In Tecklenburg sind die beiden kaum noch wegzudenken und auch auf anderen Bühnen im deutschsprachigen Raum haben sie sich in den vergangenen Jahren einen Namen gemacht. Die Rede ist natürlich von Milica Jovanovic und Dominik Hees. Die deutsch-serbische Jovanovic ist spätestens seit ihrem Engagement bei Sound of Music in Salzburg (2012-2019) und als Magnolia in Show Boat (Bad Hersfeld) fast jedem in der Musicalbranche ein Begriff. Auch der gebürtige Kölner Hees ist bereits seit vielen Jahren im Musicalbusiness erfolgreich. Zu seinen bekanntesten Rollen zählen die des Rum Tum Tugger in Cats (Europatournee, 2010-2013), Henry in Next to Normal (2013/2015/2017) und Helmut Rahn in Das Wunder von Bern (2014-2015). Beide sind jedoch auch eng mit den Freilichtspielen in Tecklenburg verbunden. Jovanovic gab ihr Tecklenburg-Debut 2009 als Nehebka in Aida, Hees folgte 2016 als Lancelot in Artus – Excalibur. Wir haben die beiden am Rande ihrer diesjährigen Tecklenburg Engagements bei Dr. Schiwago und Don Camillo & Peppone zum Interview getroffen.

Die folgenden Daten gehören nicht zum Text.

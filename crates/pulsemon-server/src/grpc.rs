//! RPC transport: the `MetricsAgent` service with the same admission and
//! table semantics as the HTTP handlers.

use crate::service::MetricService;
use crate::subnet::TrustedSubnet;
use pulsemon_common::convert;
use pulsemon_common::proto::metrics_agent_server::MetricsAgent;
use pulsemon_common::proto::{
    CheckStorageStatusRequest, CheckStorageStatusResponse, GetAllMetricsRequest,
    GetAllMetricsResponse, GetMetricRequest, GetMetricResponse, UpdateMetricRequest,
    UpdateMetricResponse, UpdateMetricsRequest, UpdateMetricsResponse,
};
use pulsemon_common::types::Metric;
use std::net::IpAddr;
use tonic::{Request, Response, Status};

pub struct MetricsAgentService {
    service: MetricService,
    trusted: Option<TrustedSubnet>,
}

impl MetricsAgentService {
    pub fn new(service: MetricService, trusted: Option<TrustedSubnet>) -> Self {
        Self { service, trusted }
    }

    /// Admission for every RPC: a `request-id` must be present, and when a
    /// trusted subnet is configured the caller's declared `x-real-ip` must
    /// fall inside it.
    fn admit<T>(&self, request: &Request<T>) -> Result<(), Status> {
        let metadata = request.metadata();
        let request_id = metadata
            .get("request-id")
            .and_then(|v| v.to_str().ok())
            .ok_or_else(|| Status::not_found("Request-ID is not found in metadata"))?;

        if let Some(subnet) = self.trusted {
            let ip = metadata
                .get("x-real-ip")
                .and_then(|v| v.to_str().ok())
                .and_then(|v| v.parse::<IpAddr>().ok())
                .ok_or_else(|| {
                    Status::permission_denied(format!(
                        "X-Real-Ip is missing or invalid. Request-ID: {request_id}"
                    ))
                })?;
            if !subnet.contains(ip) {
                return Err(Status::permission_denied(format!(
                    "X-Real-Ip is not trusted, aborting request. Request-ID: {request_id}"
                )));
            }
        }
        Ok(())
    }

    /// Converts and verifies one wire metric on the mutating path.
    fn admit_metric(&self, pm: &pulsemon_common::proto::Metric) -> Result<Metric, Status> {
        let m = convert::from_wire(pm).map_err(|e| Status::invalid_argument(e.to_string()))?;
        self.service
            .verify(&m)
            .map_err(|e| Status::invalid_argument(e.to_string()))?;
        Ok(m)
    }
}

#[tonic::async_trait]
impl MetricsAgent for MetricsAgentService {
    async fn update_metric(
        &self,
        request: Request<UpdateMetricRequest>,
    ) -> Result<Response<UpdateMetricResponse>, Status> {
        self.admit(&request)?;
        let pm = request
            .into_inner()
            .metric
            .ok_or_else(|| Status::invalid_argument("metric is required"))?;
        let m = self.admit_metric(&pm)?;
        self.service.update_one(m);
        Ok(Response::new(UpdateMetricResponse {
            error: String::new(),
        }))
    }

    async fn update_metrics(
        &self,
        request: Request<UpdateMetricsRequest>,
    ) -> Result<Response<UpdateMetricsResponse>, Status> {
        self.admit(&request)?;
        let mut list = Vec::new();
        for pm in &request.into_inner().metrics {
            list.push(self.admit_metric(pm)?);
        }
        self.service.update_many(list);
        Ok(Response::new(UpdateMetricsResponse {
            error: String::new(),
        }))
    }

    async fn get_metric(
        &self,
        request: Request<GetMetricRequest>,
    ) -> Result<Response<GetMetricResponse>, Status> {
        self.admit(&request)?;
        let id = request.into_inner().id;
        match self.service.get(&id) {
            // The service already attached a fresh tag, so no key is passed.
            Some(m) => Ok(Response::new(GetMetricResponse {
                metric: Some(convert::to_wire(&m, None)),
                error: String::new(),
            })),
            None => Err(Status::not_found(format!("metric '{id}' not found"))),
        }
    }

    async fn get_all_metrics(
        &self,
        request: Request<GetAllMetricsRequest>,
    ) -> Result<Response<GetAllMetricsResponse>, Status> {
        self.admit(&request)?;
        let metrics = self
            .service
            .list()
            .iter()
            .map(|m| convert::to_wire(m, None))
            .collect();
        Ok(Response::new(GetAllMetricsResponse { metrics }))
    }

    async fn check_storage_status(
        &self,
        request: Request<CheckStorageStatusRequest>,
    ) -> Result<Response<CheckStorageStatusResponse>, Status> {
        self.admit(&request)?;
        match self.service.health() {
            Ok(()) => Ok(Response::new(CheckStorageStatusResponse {
                error: String::new(),
            })),
            Err(e) => Err(Status::internal(e.to_string())),
        }
    }
}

Lena Gronewold: Ihr seid nun beide zum wiederholten Mal in Tecklenburg dabei. Was macht für euch den Reiz aus hier zu spielen?
Milica Jovanovic: Für mich ist das hier mittlerweile so wie eine Familie geworden. Allein schon mit den Kollegen und Kolleginnen und mit dem ganzen Team hier zu arbeiten macht mich glücklich. Es sind inzwischen Menschen geworden, die man kennt, bekannte Gesichter, die man wieder trifft und denen man vertraut. Das macht für mich ganz viel aus und trägt zur positiven Atmosphäre bei. Außerdem werden hier immer superschöne Stücke ausgewählt, die relativ selten gespielt werden und die Regisseure, mit denen man hier arbeiten kann, sind wunderbar. Tatsächlich stimmt hier das ganze Paket. Und wir sind in Nordrhein-Westfalen, es ist nicht weit von unseren Familien entfernt…

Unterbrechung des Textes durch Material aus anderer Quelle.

//! The collector's in-memory metric table plus its write-through policy to
//! the backuper.

use pulsemon_common::error::ModelError;
use pulsemon_common::sign;
use pulsemon_common::types::{Metric, MetricTable};
use pulsemon_storage::{Backuper, StorageError};
use std::sync::{Arc, Mutex};
use std::time::Duration;
use tokio::time::{interval, MissedTickBehavior};
use tokio_util::sync::CancellationToken;

/// Shared collector state: the table under its lock and the backuper.
///
/// The backuper always receives an owned snapshot of the table, never a
/// reference that outlives the lock.
#[derive(Clone)]
pub struct MetricService {
    inner: Arc<Inner>,
}

struct Inner {
    table: Mutex<MetricTable>,
    backuper: Box<dyn Backuper>,
    /// Save after every write (DB variant, or store-interval zero).
    sync_save: bool,
    key: Option<String>,
}

impl MetricService {
    pub fn new(
        backuper: Box<dyn Backuper>,
        sync_save: bool,
        key: Option<String>,
        restore: bool,
    ) -> Result<Self, StorageError> {
        let mut table = MetricTable::new();
        if restore {
            backuper.restore(&mut table)?;
            tracing::info!(count = table.len(), "restored metrics");
        }
        Ok(Self {
            inner: Arc::new(Inner {
                table: Mutex::new(table),
                backuper,
                sync_save,
                key,
            }),
        })
    }

    /// Recomputes the integrity tag when a key is configured. Admission
    /// calls this on every mutating metric before it reaches the table.
    pub fn verify(&self, m: &Metric) -> Result<(), ModelError> {
        match &self.inner.key {
            Some(key) => sign::verify(m, key),
            None => Ok(()),
        }
    }

    pub fn update_one(&self, m: Metric) {
        {
            let mut table = self.lock_table();
            table.apply(m);
        }
        if self.inner.sync_save {
            self.save_now();
        }
    }

    /// Merges the batch in list order (repeated counters in one batch
    /// accumulate), then saves at most once.
    pub fn update_many(&self, list: Vec<Metric>) {
        {
            let mut table = self.lock_table();
            for m in list {
                table.apply(m);
            }
        }
        if self.inner.sync_save {
            self.save_now();
        }
    }

    /// Last-known value for `id`, with the tag recomputed on read when a
    /// key is configured.
    pub fn get(&self, id: &str) -> Option<Metric> {
        let mut m = self.lock_table().get(id).cloned()?;
        if let Some(key) = &self.inner.key {
            m.hash = Some(sign::compute(&m, key));
        }
        Some(m)
    }

    pub fn list(&self) -> Vec<Metric> {
        self.lock_table().snapshot()
    }

    pub fn health(&self) -> Result<(), StorageError> {
        self.inner.backuper.health()
    }

    /// Persists a snapshot of the current table. Failures are logged, never
    /// fatal; the next save retries from current state.
    pub fn save_now(&self) {
        let snapshot = self.lock_table().clone();
        if let Err(e) = self.inner.backuper.save(&snapshot) {
            tracing::error!(error = %e, "saving metrics failed");
        }
    }

    /// Saves every `period` until cancellation. The shutdown path performs
    /// the final save, so cancellation exits immediately.
    pub async fn run_recorder(self, period: Duration, token: CancellationToken) {
        tracing::info!(period = ?period, "periodic recorder started");
        let mut tick = interval(period);
        tick.set_missed_tick_behavior(MissedTickBehavior::Skip);
        tick.tick().await; // consume the immediate first tick
        loop {
            tokio::select! {
                biased;

                _ = token.cancelled() => {
                    tracing::info!("periodic recorder stopped");
                    return;
                }
                _ = tick.tick() => {
                    self.save_now();
                }
            }
        }
    }

    fn lock_table(&self) -> std::sync::MutexGuard<'_, MetricTable> {
        self.inner.table.lock().unwrap_or_else(|e| e.into_inner())
    }
}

Dominik Hees: …es ist in der Natur. Man arbeitet hier ja fast rund um die Uhr draußen, auch bei Regen und Wind und es ist einfach anders als im Theater, wo alles seinen fest geregelten Gang geht. Wenn es gewittert, fällt halt mal eine Probe aus und dann sitzt man gemütlich mit allen zusammen im „Apfelgarten“. Die Stimmung ist sehr familiär hier. Alle Mitarbeiter sind naturverbunden und freundlich und was noch dazu kommt, ist die große Wertschätzung der Arbeit, die man als Schauspieler und Sänger leistet. Dies spürt man sogar bei einem Spaziergang durch das Örtchen. Die Menschen hier sind sehr kommunikativ und stolz auf Ihre Festspiele.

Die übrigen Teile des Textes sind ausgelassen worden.